Quarantining together
April 23, 2020 9:37 AM   Subscribe

Me and my family have been quarantining for 5+ weeks. My friends family has done the same. How much risk is there for us to spend a few days all together at their house?
posted by pmaxwell to Health & Fitness (22 answers total) 1 user marked this as a favorite
 
Quarantining as in zero outside contact, eg getting everything delivered? Or have you been making essential trips for groceries, etc?
posted by rikschell at 9:51 AM on April 23, 2020


By quarantining do you mean no member of either family has left the house in that time? Or are you both still going out for walks? Take out? Weekly shopping? Just how strict each of your ideas of actually quarantining are will play a big part in the answers you get I suspect. If you've been like most people & done quarantine light with outside walks & shopping trips & hey let's help out the local restaurants & order a pick up meal. I'd say that's a pretty high risk. If it's been zero outside contact no member of either family has left their house in five weeks, deliveries are cleaned & treated & no old people or immuno compromised people are involved it would be a lot lower risk though not a nonzero one.
posted by wwax at 9:56 AM on April 23, 2020 [11 favorites]

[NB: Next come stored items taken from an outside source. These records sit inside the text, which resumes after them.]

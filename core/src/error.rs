use thiserror::Error;

/// Runtime errors surfaced by stepped execution.
///
/// Decode failures are fail-fast: the offending instruction is not counted
/// and the loop returns immediately. `HALT` is not an error.
#[derive(Debug, Error, Clone, Copy, PartialEq, Eq)]
pub enum StepError {
    /// The fetched byte (or the byte following a `CB`/`ED` prefix) is not
    /// part of the implemented instruction set. `address` is where the
    /// instruction started.
    #[error("Unknown opcode: 0x{opcode:02X} at address 0x{address:04X}")]
    UnknownOpcode { opcode: u8, address: u16 },
}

As the other comments indicate, there isnt really enough information provided to assess your specific risk here. Regardless of your risk level currently, it will go up if you follow this plan. If youre currently at very-low (very infrequent outside contacts/deliveries/comings and goings) it might go up to low-moderate, youre exposing everyone to anyone everyone else has come into contact with.

We have friends with kids who chose to do this - they decided early on that their collective sanity was worth the increased risk because they trusted each other and no one in either household was at a particularly high risk based on medical factors or lifestyle (everyone was fully WFH etc).

The real social risk is that this is a slippery slope discipline-wise and if its okay to see some people and then they think its ok to see some other people . . .
posted by Exceptional_Hubris at 10:21 AM on April 23, 2020 [2 favorites]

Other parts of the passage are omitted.